The Regulation states the following:
11 NYCRR Sec. 65-3.9(a)(9): “Pursuant to section 5102(b)(2) of the Insurance Law, when the applicant is entitled to workers’ compensation benefits due to the same accident, the workers’ compensation carrier shall be the sole source of reimbursement for medical expenses.”
I believe the Appellate Division messed up. I just hope a good record was preserved.
LMK will never go away April 4, 2009
LMK Psychological Servs., P.C. v State Farm Mut. Auto. Ins. Co.
2009 NY Slip Op 02481 (2009)
Everybody now knows the LMK decision. Many people have posted and blogged about it. I could discuss it here at length, but it would be fruitless. I will share a few observations. First, the decision was poorly written. When I say poorly written, I mean this in the sense that modern no-fault jurisprudence is nuanced. Does anybody remember the entire line of cases which construed interest tolling based upon a definition of the word “Applicant”?
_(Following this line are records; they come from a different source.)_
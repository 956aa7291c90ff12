//! `ovs-pmd-exporter drops`: drop counters from captured `coverage/show`.

use std::path::Path;

use ovs_pmd_core::parse_drop_counters;

pub fn run(file: &Path) {
    let counters = parse_drop_counters(&super::read_input(file));
    super::print_json(&counters);
}
//! CLI for ovs-pmd-exporter: Open vSwitch PMD telemetry for Prometheus.

mod commands;

use std::path::PathBuf;

use clap::{Parser, Subcommand};

#[derive(Parser)]
#[command(name = "ovs-pmd-exporter")]
#[command(about = "Export Open vSwitch PMD thread telemetry in the Prometheus format")]
#[command(version = ovs_pmd_core::VERSION)]
struct Cli {
    /// TOML config file (every key optional)
    #[arg(long, global = true)]
    config: Option<PathBuf>,

    /// Log filter, e.g. "info" or "ovs_pmd_core=debug" (default: $RUST_LOG, then info)
    #[arg(long, global = true)]
    log_level: Option<String>,

    #[command(subcommand)]
    command: Commands,
}

#[derive(Subcommand)]
enum Commands {
    /// Serve /metrics, /snapshot and /health over HTTP
    Serve {
        /// Bind address (overrides config)
        #[arg(long)]
        host: Option<String>,

        /// Port (overrides config)
        #[arg(long)]
        port: Option<u16>,

        /// Minimum seconds between snapshot rebuilds (overrides config)
        #[arg(long)]
        poll_interval: Option<u64>,
    },

    /// Collect one snapshot and print it as JSON
    Snapshot,

    /// Parse captured pmd-perf-show / pmd-stats-show output ("-" reads stdin)
    Parse {
        /// Primary diagnostic text
        file: PathBuf,

        /// Secondary text whose values only fill fields the primary lacks
        #[arg(long)]
        enrich: Option<PathBuf>,
    },

    /// Extract datapath drop counters from captured coverage/show output
    Drops {
        /// Captured text ("-" reads stdin)
        file: PathBuf,
    },
}

fn init_logging(level: Option<&str>) {
    let mut builder =
        env_logger::Builder::from_env(env_logger::Env::default().default_filter_or("info"));
    if let Some(level) = level {
        builder.parse_filters(level);
    }
    builder.init();
}

fn main() {
    let cli = Cli::parse();
    init_logging(cli.log_level.as_deref());

    match cli.command {
        Commands::Serve {
            host,
            port,
            poll_interval,
        } => {
            let mut config = commands::load_config(cli.config.as_deref());
            commands::serve::apply_overrides(&mut config, host, port, poll_interval);
            commands::serve::run(config);
        }
        Commands::Snapshot => {
            let config = commands::load_config(cli.config.as_deref());
            commands::snapshot::run(&config);
        }
        Commands::Parse { file, enrich } => commands::parse::run(&file, enrich.as_deref()),
        Commands::Drops { file } => commands::drops::run(&file),
    }
}
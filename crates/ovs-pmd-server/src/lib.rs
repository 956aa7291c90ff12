//! HTTP exporter for Open vSwitch PMD telemetry.
//!
//! Serves the published snapshot in the Prometheus text format on
//! `/metrics` and as JSON on `/snapshot`. A scrape triggers at most one
//! rebuild per poll interval; the rebuild runs on the blocking pool so the
//! async runtime keeps answering other requests.

pub mod exposition;

use std::sync::Arc;
use std::time::SystemTime;

use axum::{
    Router,
    extract::State,
    http::{StatusCode, header},
    response::{IntoResponse, Json, Response},
    routing::get,
};
use log::{debug, error};
use serde::Serialize;

use ovs_pmd_core::{RefreshOutcome, SnapshotCache};

pub use exposition::{MetricTable, PmdMetric, standard_pmd_metrics};

const TEXT_FORMAT: &str = "text/plain; version=0.0.4; charset=utf-8";

/// Shared server state.
struct AppState {
    cache: Arc<SnapshotCache>,
    table: MetricTable,
}

#[derive(Serialize)]
struct HealthResponse {
    status: &'static str,
    system_id: String,
    pmd_threads: usize,
    request_errors: u64,
    requests_total: u64,
    collected_unix_ms: u64,
}

async fn handle_metrics(State(state): State<Arc<AppState>>) -> Response {
    let cache = state.cache.clone();
    match tokio::task::spawn_blocking(move || cache.refresh(SystemTime::now())).await {
        Ok(RefreshOutcome::Rebuilt { failures }) => {
            debug!("snapshot rebuilt on scrape ({failures} sub-collections failed)")
        }
        Ok(outcome) => debug!("serving cached snapshot ({outcome:?})"),
        Err(e) => error!("snapshot rebuild task failed: {e}"),
    }

    let snap = state.cache.snapshot();
    match state.table.render(&snap) {
        Ok(body) => ([(header::CONTENT_TYPE, TEXT_FORMAT)], body).into_response(),
        Err(e) => {
            error!("failed to encode metrics: {e}");
            (StatusCode::INTERNAL_SERVER_ERROR, e.to_string()).into_response()
        }
    }
}

async fn handle_snapshot(State(state): State<Arc<AppState>>) -> Response {
    Json(&*state.cache.snapshot()).into_response()
}

async fn handle_health(State(state): State<Arc<AppState>>) -> Json<HealthResponse> {
    let snap = state.cache.snapshot();
    Json(HealthResponse {
        status: if snap.up { "up" } else { "down" },
        system_id: snap.system_id().to_string(),
        pmd_threads: snap.pmd_threads.len(),
        request_errors: snap.request_errors,
        requests_total: snap.requests_total,
        collected_unix_ms: snap.collected_unix_ms,
    })
}

async fn handle_index(State(state): State<Arc<AppState>>) -> Json<serde_json::Value> {
    Json(serde_json::json!({
        "name": "ovs-pmd-exporter",
        "version": ovs_pmd_core::VERSION,
        "namespace": state.table.namespace(),
        "poll_interval_secs": state.cache.poll_interval().as_secs(),
        "endpoints": {
            "/": "This API index",
            "/metrics": "Prometheus text exposition (rebuilds at most once per poll interval)",
            "/snapshot": "Last published snapshot as JSON",
            "/health": "Overall up/down status",
        }
    }))
}

/// Build the axum router.
pub fn build_router(cache: Arc<SnapshotCache>, table: MetricTable) -> Router {
    let state = Arc::new(AppState { cache, table });

    Router::new()
        .route("/", get(handle_index))
        .route("/metrics", get(handle_metrics))
        .route("/snapshot", get(handle_snapshot))
        .route("/health", get(handle_health))
        .with_state(state)
}

/// Run the HTTP server until the listener fails.
pub async fn run_server(
    cache: Arc<SnapshotCache>,
    table: MetricTable,
    host: &str,
    port: u16,
) -> std::io::Result<()> {
    let app = build_router(cache, table);
    let addr = format!("{host}:{port}");
    let listener = tokio::net::TcpListener::bind(&addr).await?;
    log::info!("listening on http://{addr}");
    axum::serve(listener, app).await
}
The Court of Appeals, in a cavalier fashion, used the words: “insured”, “claimant”, and “cause of action” all throughout their opinion. These phrases have created hundreds of court decisions from the lower courts up through the Appeals Courts. I will highlight the examples of the internally inconsistent language that the Court of Appeals used in this decision:
1) “the Superintendent stated
“[that provision] makes it clear that the amount of attorneys’ fees awarded will be based upon 20% of the total amount of first party benefits awarded. That total amount is derived from the total amount of individual bills disputed in either a court action or arbitration, regardless of whether one bill or multiple bills are presented as part of a total claim for benefits, based upon the health services rendered by a provider to the same eligible insured.”
2) “For purposes of calculating attorneys’ fees, the Superintendent has interpreted a claim to be the total medical expenses claimed in a cause of action pertaining to a single insured, and not — as the courts below held — each separate medical bill submitted by the provider.”
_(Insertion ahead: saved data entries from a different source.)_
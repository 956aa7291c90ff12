//! Snapshot Cache: rate-limited rebuilds published by atomic swap.
//!
//! Readers call [`SnapshotCache::snapshot`] and get the last fully built
//! [`Snapshot`] without ever blocking. Scrapes call
//! [`SnapshotCache::refresh`], which rebuilds at most once per poll
//! interval. A rebuild already in flight makes concurrent callers return
//! immediately; the rebuild itself runs to completion.

use std::sync::atomic::{AtomicU64, Ordering};
use std::sync::{Arc, Mutex, TryLockError};
use std::time::{Duration, SystemTime, UNIX_EPOCH};

use arc_swap::ArcSwap;
use log::{debug, error};
use serde::Serialize;

use crate::database::{
    CoverageRecord, DatabaseAccessor, DatapathRecord, InterfaceRecord, MemoryRecord, ProcessInfo,
    SystemInfo,
};
use crate::drops::DropCounterSet;
use crate::error::CollectError;
use crate::merge::PmdCollector;
use crate::record::WorkerThreadRecord;

/// Immutable result of one poll cycle.
#[derive(Debug, Clone, Default, Serialize)]
pub struct Snapshot {
    pub collected_unix_ms: u64,
    /// False when system info or any tracked daemon could not be read.
    pub up: bool,
    pub system: Option<SystemInfo>,
    pub processes: Vec<ProcessInfo>,
    pub interfaces: Vec<InterfaceRecord>,
    pub datapaths: Vec<DatapathRecord>,
    pub coverage: Vec<CoverageRecord>,
    pub memory: Vec<MemoryRecord>,
    pub pmd_threads: Vec<WorkerThreadRecord>,
    pub drops: DropCounterSet,
    /// Cumulative failed sub-collections since startup.
    pub request_errors: u64,
    /// Cumulative sub-collections attempted since startup.
    pub requests_total: u64,
    pub next_poll_unix_ms: u64,
}

impl Snapshot {
    /// The placeholder published before the first rebuild.
    pub fn empty() -> Self {
        Self::default()
    }

    /// System id for metric labels; empty until system info has been read.
    pub fn system_id(&self) -> &str {
        self.system
            .as_ref()
            .map(|s| s.system_id.as_str())
            .unwrap_or("")
    }
}

/// What a call to [`SnapshotCache::refresh`] did.
#[derive(Debug, Clone, Copy, PartialEq, Eq)]
pub enum RefreshOutcome {
    /// The poll interval has not elapsed since the last rebuild.
    NotDue,
    /// Another caller is rebuilding right now.
    InFlight,
    /// A new snapshot was published; `failures` sub-collections failed.
    Rebuilt { failures: usize },
}

pub struct SnapshotCache {
    db: Arc<dyn DatabaseAccessor>,
    pmd: PmdCollector,
    components: Vec<String>,
    poll_interval: Duration,
    published: ArcSwap<Snapshot>,
    next_allowed_ms: AtomicU64,
    rebuild_lock: Mutex<()>,
    requests: AtomicU64,
    errors: AtomicU64,
}

impl SnapshotCache {
    pub fn new(db: Arc<dyn DatabaseAccessor>, pmd: PmdCollector, poll_interval: Duration) -> Self {
        Self {
            db,
            pmd,
            components: vec!["ovsdb-server".to_string(), "ovs-vswitchd".to_string()],
            poll_interval,
            published: ArcSwap::from_pointee(Snapshot::empty()),
            next_allowed_ms: AtomicU64::new(0),
            rebuild_lock: Mutex::new(()),
            requests: AtomicU64::new(0),
            errors: AtomicU64::new(0),
        }
    }

    /// Daemons queried for process, coverage and memory data.
    pub fn with_components(mut self, components: Vec<String>) -> Self {
        self.components = components;
        self
    }

    pub fn poll_interval(&self) -> Duration {
        self.poll_interval
    }

    /// The last published snapshot. Never blocks.
    pub fn snapshot(&self) -> Arc<Snapshot> {
        self.published.load_full()
    }

    /// Rebuild and publish a new snapshot if the poll interval has elapsed.
    pub fn refresh(&self, now: SystemTime) -> RefreshOutcome {
        let now_ms = unix_ms(now);
        if now_ms < self.next_allowed_ms.load(Ordering::Acquire) {
            return RefreshOutcome::NotDue;
        }

        let _guard = match self.rebuild_lock.try_lock() {
            Ok(guard) => guard,
            Err(TryLockError::WouldBlock) => {
                debug!("snapshot rebuild already in flight");
                return RefreshOutcome::InFlight;
            }
            // The guarded data is `()`, nothing to repair.
            Err(TryLockError::Poisoned(poisoned)) => poisoned.into_inner(),
        };

        // A rebuild may have finished between the check above and the lock.
        if now_ms < self.next_allowed_ms.load(Ordering::Acquire) {
            return RefreshOutcome::NotDue;
        }

        let next_ms = now_ms.saturating_add(self.poll_interval.as_millis() as u64);
        let (snapshot, failures) = self.collect(now_ms, next_ms);
        self.published.store(Arc::new(snapshot));
        self.next_allowed_ms.store(next_ms, Ordering::Release);

        debug!("published snapshot ({failures} failed sub-collections)");
        RefreshOutcome::Rebuilt { failures }
    }

    /// Count one sub-collection request and, on failure, one error.
    fn track<T>(
        &self,
        what: &str,
        failures: &mut usize,
        result: Result<T, CollectError>,
    ) -> Option<T> {
        self.requests.fetch_add(1, Ordering::Relaxed);
        match result {
            Ok(v) => Some(v),
            Err(e) => {
                self.errors.fetch_add(1, Ordering::Relaxed);
                *failures += 1;
                error!("{what} failed: {e}");
                None
            }
        }
    }

    fn collect(&self, now_ms: u64, next_ms: u64) -> (Snapshot, usize) {
        let mut failures = 0;

        let system = self.track("system info", &mut failures, self.db.system_info());
        let mut up = system.is_some();

        let mut processes = Vec::new();
        let mut coverage = Vec::new();
        let mut memory = Vec::new();
        for component in &self.components {
            let what = format!("process info for {component}");
            match self.track(&what, &mut failures, self.db.process_info(component)) {
                Some(p) => processes.push(p),
                None => up = false,
            }
            let what = format!("coverage for {component}");
            if let Some(c) = self.track(&what, &mut failures, self.db.coverage(component)) {
                coverage.extend(c);
            }
            let what = format!("memory for {component}");
            if let Some(m) = self.track(&what, &mut failures, self.db.memory(component)) {
                memory.extend(m);
            }
        }

        let interfaces = self
            .track("interfaces", &mut failures, self.db.interfaces())
            .unwrap_or_default();
        let datapaths = self
            .track("datapaths", &mut failures, self.db.datapaths())
            .unwrap_or_default();

        // Enrichment needs the base records, so PMD records come before
        // the drop counters.
        let pmd_threads = self
            .track("PMD records", &mut failures, self.pmd.build_records())
            .unwrap_or_default();
        let drops = self
            .track("drop counters", &mut failures, self.pmd.drop_counters())
            .unwrap_or_default();

        let snapshot = Snapshot {
            collected_unix_ms: now_ms,
            up,
            system,
            processes,
            interfaces,
            datapaths,
            coverage,
            memory,
            pmd_threads,
            drops,
            request_errors: self.errors.load(Ordering::Relaxed),
            requests_total: self.requests.load(Ordering::Relaxed),
            next_poll_unix_ms: next_ms,
        };
        (snapshot, failures)
    }
}

pub fn unix_ms(t: SystemTime) -> u64 {
    t.duration_since(UNIX_EPOCH)
        .unwrap_or_default()
        .as_millis() as u64
}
3) “Thus, this Court accepts the Insurance Department’s interpretation of its own regulation and, upon remittitur, directs Supreme Court to calculate attorneys’ fees based on the aggregate of all bills for each insured”
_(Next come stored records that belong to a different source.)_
//! `ovs-pmd-exporter parse`: offline record building from captured text.

use std::path::Path;

use ovs_pmd_core::{RecordBuilder, WorkerThreadRecord, merge_texts};

pub fn run(file: &Path, enrich: Option<&Path>) {
    let records = build(&super::read_input(file), enrich.map(super::read_input).as_deref());
    if records.is_empty() {
        log::info!("no pmd thread sections found in {}", file.display());
    }
    super::print_json(&records);
}

/// Parse the primary text, then let the secondary fill its gaps.
fn build(primary: &str, secondary: Option<&str>) -> Vec<WorkerThreadRecord> {
    merge_texts(&RecordBuilder::default(), primary, secondary)
}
So now, we have different interpretations of this rule. Does the LMK rule involve each “cause of action” no matter how pleaded? Does this rule involve the “aggregate of all bills” for the insured? Or, does LMK stands for what it means: “Because this interpretation is neither irrational, unreasonable, nor runs counter to the clear wording of the statute, it is entitled to deference.”
I will take option #3. The Appellate Terms will inevitably clean this mess up, and hold that option #3 is the most logical path to follow. But LMK at all levels just goes to show how careful things need to be expressed, or else unintended consequences will be abound.